Beyond its ease and adaptability, this soup is also incredibly budget-friendly. Portobello mushrooms are relatively inexpensive, and barley is a great source of fiber and protein. The recipe makes a large batch, perfect for meal prepping. I often make a big pot on the weekend and have delicious lunches ready for the entire week. This not only saves time and money but also reduces food waste, which is something I’m passionate about. Having healthy, ready-to-eat meals on hand takes a huge amount of stress out of my already busy schedule. The simple act of knowing a nourishing meal awaits me at the end of a long day is invaluable.

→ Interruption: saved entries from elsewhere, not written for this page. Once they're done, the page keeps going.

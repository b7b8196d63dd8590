/// Target classification and recipe planning
use crate::cache::hash_bytes;
use crate::model::{SourceKind, Target, TargetFlags};
use crate::toolchain::{Invocation, InvocationKind, ToolchainKind, Toolchains};
use std::fmt;
use std::path::PathBuf;

/// How a target's output is produced from its objects
#[derive(Debug, Clone, Copy, PartialEq, Eq, Hash)]
pub enum RecipeShape {
    /// Link objects into an executable
    Link,
    /// Use the object bytes directly (concatenated if several)
    Raw,
    /// Archive objects into a static library
    Archive,
}

impl RecipeShape {
    /// Whether a linker is ever invoked for this shape
    pub fn uses_linker(&self) -> bool {
        matches!(self, Self::Link)
    }
}

impl fmt::Display for RecipeShape {
    fn fmt(&self, f: &mut fmt::Formatter<'_>) -> fmt::Result {
        match self {
            Self::Link => write!(f, "link"),
            Self::Raw => write!(f, "raw"),
            Self::Archive => write!(f, "archive"),
        }
    }
}

/// Shape plus toolchain
#[derive(Debug, Clone, Copy, PartialEq, Eq, Hash)]
pub struct Recipe {
    pub shape: RecipeShape,
    pub toolchain: ToolchainKind,
}

impl Recipe {
    /// NO_LINK and BUILD_AR pick the shape, HOST_CC only the toolchain
    pub fn classify(flags: TargetFlags) -> Self {
        let shape = if flags.no_link {
            RecipeShape::Raw
        } else if flags.build_ar {
            RecipeShape::Archive
        } else {
            RecipeShape::Link
        };
        let toolchain = if flags.host_cc {
            ToolchainKind::Host
        } else {
            ToolchainKind::Cross
        };
        Self { shape, toolchain }
    }
}

impl fmt::Display for Recipe {
    fn fmt(&self, f: &mut fmt::Formatter<'_>) -> fmt::Result {
        write!(f, "{} ({})", self.shape, self.toolchain)
    }
}

/// Compile one source into one object
#[derive(Debug, Clone, PartialEq, Eq)]
pub struct CompileUnit {
    pub kind: SourceKind,
    /// Source path relative to the build root
    pub source: PathBuf,
    pub object: PathBuf,
    /// Declared dependency paths relative to the build root
    pub deps: Vec<PathBuf>,
    pub invocation: Invocation,
}

impl CompileUnit {
    /// Hash of the command line, recorded to catch flag changes
    pub fn command_signature(&self) -> String {
        hash_bytes(self.invocation.signature().as_bytes())
    }
}

/// The step that turns objects into the target output
#[derive(Debug, Clone, PartialEq, Eq)]
pub enum ProduceStep {
    Link(Invocation),
    Archive(Invocation),
    Raw { objects: Vec<PathBuf> },
}

/// Everything needed to build one target
#[derive(Debug, Clone, PartialEq, Eq)]
pub struct TargetPlan {
    pub recipe: Recipe,
    pub output: PathBuf,
    pub units: Vec<CompileUnit>,
    pub produce: ProduceStep,
    /// Expanded extra-ld commands, in declared order
    pub post: Vec<Invocation>,
}

impl TargetPlan {
    pub fn new(target: &Target, toolchains: &Toolchains) -> Self {
        let recipe = Recipe::classify(target.flags);
        let kind = recipe.toolchain;
        let tools = toolchains.tools(kind);
        let output = target.output.clone();

        let cflags = toolchains.expand_flags(kind, &target.cflags, &output);
        let asmflags = toolchains.expand_flags(kind, &target.asmflags, &output);
        let c_shell = toolchains.needs_shell(kind, &target.cflags, &output);
        let asm_shell = toolchains.needs_shell(kind, &target.asmflags, &output);

        let units: Vec<CompileUnit> = target
            .sources()
            .map(|(source_kind, entry)| {
                let source = target.source_path(entry);
                let object = target.object_path(entry);
                let invocation = match source_kind {
                    SourceKind::C => {
                        let mut args = cflags.clone();
                        args.push("-c".to_string());
                        args.push(path_arg(&source));
                        args.push("-o".to_string());
                        args.push(path_arg(&object));
                        let compile = Invocation::new(InvocationKind::Compile, &tools.cc, args);
                        shell_if(c_shell, compile)
                    }
                    SourceKind::Asm => {
                        let mut args = asmflags.clone();
                        args.push(path_arg(&source));
                        args.push("-o".to_string());
                        args.push(path_arg(&object));
                        let assemble = Invocation::new(InvocationKind::Assemble, &tools.asm, args);
                        shell_if(asm_shell, assemble)
                    }
                };
                CompileUnit {
                    kind: source_kind,
                    deps: entry.deps.iter().map(|d| target.dependency_path(d)).collect(),
                    source,
                    object,
                    invocation,
                }
            })
            .collect();

        let objects: Vec<PathBuf> = units.iter().map(|u| u.object.clone()).collect();

        let produce = match recipe.shape {
            RecipeShape::Link => {
                let mut args: Vec<String> = objects.iter().map(|o| path_arg(o)).collect();
                args.extend(toolchains.expand_flags(kind, &target.ldflags, &output));
                args.push("-o".to_string());
                args.push(path_arg(&output));
                let link = Invocation::new(InvocationKind::Link, &tools.cc, args);
                ProduceStep::Link(shell_if(
                    toolchains.needs_shell(kind, &target.ldflags, &output),
                    link,
                ))
            }
            RecipeShape::Archive => {
                let mut args = vec!["rcs".to_string(), path_arg(&output)];
                args.extend(objects.iter().map(|o| path_arg(o)));
                ProduceStep::Archive(Invocation::new(InvocationKind::Archive, &tools.ar, args))
            }
            RecipeShape::Raw => ProduceStep::Raw { objects },
        };

        let post = target
            .extra_ld
            .iter()
            .map(|cmd| Invocation::shell(&toolchains.expand(kind, cmd, &output)))
            .collect();

        Self {
            recipe,
            output,
            units,
            produce,
            post,
        }
    }

    /// Hash of the produce step and post-link commands
    pub fn produce_signature(&self) -> String {
        let mut text = match &self.produce {
            ProduceStep::Link(inv) | ProduceStep::Archive(inv) => inv.signature(),
            ProduceStep::Raw { objects } => {
                let objects: Vec<String> = objects.iter().map(|o| path_arg(o)).collect();
                objects.join("\0")
            }
        };
        for command in &self.post {
            text.push('\n');
            text.push_str(&command.signature());
        }
        hash_bytes(text.as_bytes())
    }

    /// Every subprocess a full rebuild of this target would run
    pub fn invocations(&self) -> Vec<&Invocation> {
        let mut all: Vec<&Invocation> = self.units.iter().map(|u| &u.invocation).collect();
        match &self.produce {
            ProduceStep::Link(inv) | ProduceStep::Archive(inv) => all.push(inv),
            ProduceStep::Raw { .. } => {}
        }
        all.extend(self.post.iter());
        all
    }
}

fn shell_if(shell: bool, invocation: Invocation) -> Invocation {
    if shell {
        invocation.through_shell()
    } else {
        invocation
    }
}

fn path_arg(path: &std::path::Path) -> String {
    path.to_string_lossy().into_owned()
}

#[cfg(test)]
mod tests {
    use super::*;
    use crate::model::{normalize, FileEntry, ModuleDescriptor, TargetDescriptor};
    use crate::toolchain::Tools;
    use pretty_assertions::assert_eq;
    use rstest::rstest;

    fn toolchains() -> Toolchains {
        Toolchains {
            cross: Tools {
                cc: "i686-elf-gcc".into(),
                asm: "nasm".into(),
                ar: "i686-elf-ar".into(),
            },
            host: Tools {
                cc: "cc".into(),
                asm: "nasm".into(),
                ar: "ar".into(),
            },
            strip: "i686-elf-strip".into(),
            asm_arch: "elf32".into(),
        }
    }

    fn single(target: TargetDescriptor) -> Target {
        let module = ModuleDescriptor::new("m").with_target(target);
        normalize(&[module]).unwrap().remove(0).targets.remove(0)
    }

    #[rstest]
    #[case(&[], RecipeShape::Link, ToolchainKind::Cross)]
    #[case(&["NO_LINK"], RecipeShape::Raw, ToolchainKind::Cross)]
    #[case(&["BUILD_AR"], RecipeShape::Archive, ToolchainKind::Cross)]
    #[case(&["HOST_CC"], RecipeShape::Link, ToolchainKind::Host)]
    #[case(&["HOST_CC", "BUILD_AR"], RecipeShape::Archive, ToolchainKind::Host)]
    #[case(&["no_link", "host_cc"], RecipeShape::Raw, ToolchainKind::Host)]
    fn test_classify(
        #[case] flags: &[&str],
        #[case] shape: RecipeShape,
        #[case] toolchain: ToolchainKind,
    ) {
        let recipe = Recipe::classify(TargetFlags::parse(flags).unwrap());
        assert_eq!(recipe, Recipe { shape, toolchain });
    }

    #[test]
    fn test_link_plan_command_lines() {
        let target = single(
            TargetDescriptor::new("kernel", "build/e.clair")
                .with_srcdir("kernel")
                .with_objdir("build/kernel")
                .with_depsdir("include/kernel")
                .with_cflags("-ffreestanding -Iinclude")
                .with_asmflags("-f$(ASMARCH)")
                .with_ldflags("-T kernel/linker.ld -nostdlib -lgcc")
                .with_c_files([FileEntry::new("main.c")])
                .with_asm_files([FileEntry::new("idta.asm").with_deps(["idt.h"])]),
        );
        let plan = TargetPlan::new(&target, &toolchains());

        assert_eq!(
            plan.units[0].invocation.to_string(),
            "i686-elf-gcc -ffreestanding -Iinclude -c kernel/main.c -o build/kernel/main.c.o"
        );
        assert_eq!(
            plan.units[1].invocation.to_string(),
            "nasm -felf32 kernel/idta.asm -o build/kernel/idta.asm.o"
        );
        assert_eq!(plan.units[1].deps, vec![PathBuf::from("include/kernel/idt.h")]);
        match &plan.produce {
            ProduceStep::Link(inv) => assert_eq!(
                inv.to_string(),
                "i686-elf-gcc build/kernel/main.c.o build/kernel/idta.asm.o \
                 -T kernel/linker.ld -nostdlib -lgcc -o build/e.clair"
            ),
            other => panic!("Expected link step, got {:?}", other),
        }
    }

    #[test]
    fn test_archive_plan_uses_host_archiver() {
        let target = single(
            TargetDescriptor::new("libhost", "build/libhost.a")
                .with_flags(&["BUILD_AR", "HOST_CC"])
                .with_c_files(["a.c", "b.c"]),
        );
        let plan = TargetPlan::new(&target, &toolchains());

        assert_eq!(plan.units[0].invocation.program, "cc");
        match &plan.produce {
            ProduceStep::Archive(inv) => assert_eq!(
                inv.to_string(),
                "ar rcs build/libhost.a build/m/a.c.o build/m/b.c.o"
            ),
            other => panic!("Expected archive step, got {:?}", other),
        }
    }

    #[test]
    fn test_no_link_never_links_even_with_ldflags() {
        let target = single(
            TargetDescriptor::new("stage1", "build/boot/stage1.bin")
                .with_flags(&["NO_LINK"])
                .with_asmflags("-fbin -Iboot")
                .with_ldflags("-T boot/linker.ld")
                .with_asm_files(["main.asm"]),
        );
        let plan = TargetPlan::new(&target, &toolchains());

        assert!(!plan.recipe.shape.uses_linker());
        assert_eq!(
            plan.produce,
            ProduceStep::Raw {
                objects: vec![PathBuf::from("build/m/main.asm.o")]
            }
        );
        assert!(plan
            .invocations()
            .iter()
            .all(|inv| inv.kind != InvocationKind::Link));
    }

    #[test]
    fn test_post_commands_expanded_in_order() {
        let target = single(
            TargetDescriptor::new("cat", "build/bin/cat")
                .with_c_files(["cat.c"])
                .with_extra_ld(&["@$(STRIP) -g $@", "chmod +x $@"]),
        );
        let plan = TargetPlan::new(&target, &toolchains());

        let commands: Vec<_> = plan.post.iter().map(|p| p.args[1].clone()).collect();
        assert_eq!(
            commands,
            vec!["i686-elf-strip -g build/bin/cat", "chmod +x build/bin/cat"]
        );
    }

    #[test]
    fn test_substituted_flags_run_through_shell() {
        let target = single(
            TargetDescriptor::new("mntecfs", "build/mntecfs")
                .with_flags(&["HOST_CC"])
                .with_srcdir("tools")
                .with_objdir("build/tools")
                .with_cflags("`pkg-config --cflags fuse` -g")
                .with_ldflags("`pkg-config --libs fuse` -lm -g")
                .with_c_files(["mntecfs.c"]),
        );
        let plan = TargetPlan::new(&target, &toolchains());

        let compile = &plan.units[0].invocation;
        assert_eq!(compile.kind, InvocationKind::Compile);
        assert_eq!(compile.program, "sh");
        assert_eq!(
            compile.args,
            vec![
                "-c",
                "cc `pkg-config --cflags fuse` -g -c tools/mntecfs.c -o build/tools/mntecfs.c.o"
            ]
        );
        match &plan.produce {
            ProduceStep::Link(inv) => assert_eq!(
                inv.args[1],
                "cc build/tools/mntecfs.c.o `pkg-config --libs fuse` -lm -g -o build/mntecfs"
            ),
            other => panic!("Expected link step, got {:?}", other),
        }
    }

    #[test]
    fn test_produce_signature_tracks_ldflags_and_post() {
        let base = TargetDescriptor::new("cat", "build/bin/cat").with_c_files(["cat.c"]);
        let tc = toolchains();
        let signature = |t: TargetDescriptor| TargetPlan::new(&single(t), &tc).produce_signature();

        let plain = signature(base.clone());
        assert_eq!(plain, signature(base.clone()));
        assert_ne!(plain, signature(base.clone().with_ldflags("-lgcc")));
        assert_ne!(plain, signature(base.with_extra_ld(&["@$(STRIP) $@"])));
    }

    #[test]
    fn test_command_signature_tracks_flags() {
        let a = single(TargetDescriptor::new("k", "k.bin").with_c_files(["main.c"]));
        let b = single(
            TargetDescriptor::new("k", "k.bin")
                .with_cflags("-DDRIVER_BGA")
                .with_c_files(["main.c"]),
        );
        let tc = toolchains();
        assert_ne!(
            TargetPlan::new(&a, &tc).units[0].command_signature(),
            TargetPlan::new(&b, &tc).units[0].command_signature()
        );
    }
}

Beyond the Recipe: A Reflection on Simple Pleasures

This soup is more than just a meal; it's a small ritual of self-care in the midst of a chaotic life. The process of chopping vegetables, the aroma of the simmering soup filling my kitchen—these are small moments of peace and mindfulness that I cherish. It’s a connection to something grounding and comforting, a reminder to slow down and appreciate the simple things. And of course, the taste! There's nothing quite like the satisfying warmth of a bowl of hearty soup on a cold day. It's a small luxury that makes a big difference to my well-being.

This recipe isn’t just about the ingredients; it's about creating a nourishing experience. It's about taking the time to prepare a meal that nourishes both body and soul. It's about finding joy in the simple act of cooking and sharing a delicious, healthy meal with loved ones. In our busy world, these small moments of connection and nourishment are more precious than ever.

Tips and Variations

  • Spice it up: Add a pinch of red pepper flakes for a little heat.
  • Creamy texture: Stir in a dollop of coconut milk or cream at the end for a richer, creamier soup.
  • Herbs and spices: Experiment with different herbs and spices like rosemary, oregano, or sage.
  • Add protein: Include cooked lentils, chickpeas, or shredded chicken for a more protein-rich soup.
  • Make it vegan: Ensure you use vegetable broth and omit any dairy products.
  • Leftovers: This soup tastes even better the next day! Store it in the refrigerator for up to 3 days.

This Portobello Mushroom and Barley Soup is a recipe that has become a cherished part of my life. It’s a testament to the power of simple ingredients, mindful cooking, and the importance of nourishing ourselves, both physically and emotionally. It’s a reminder that even in the midst of a busy life, we can still find time for the things that truly matter – good food, good company, and good times.

Step-by-step

    • Dice 2 carrots, 1 tomato, and 3 celery stalks.
    • Mince 2 cloves of garlic.
    • Dice half a yellow onion.
    • Slice 2 large portobello mushrooms, then slice again.
    • Rinse and drain 3/4 cup pearled barley.
    • In a pot, sauté the onion in avocado oil (or vegetable oil) until softened.
    • Add garlic and cook for another minute.
    • Add carrots, celery, and tomatoes. Cook for 5 minutes.
    • Stir in portobello mushrooms and cook for another 5 minutes.
    • Add 3 cups vegetable stock, 4 cups water, and thyme sprigs.
    • Bring to a boil, then reduce heat and simmer for 45-60 minutes, or until barley is tender.
    • Season with salt and pepper to taste.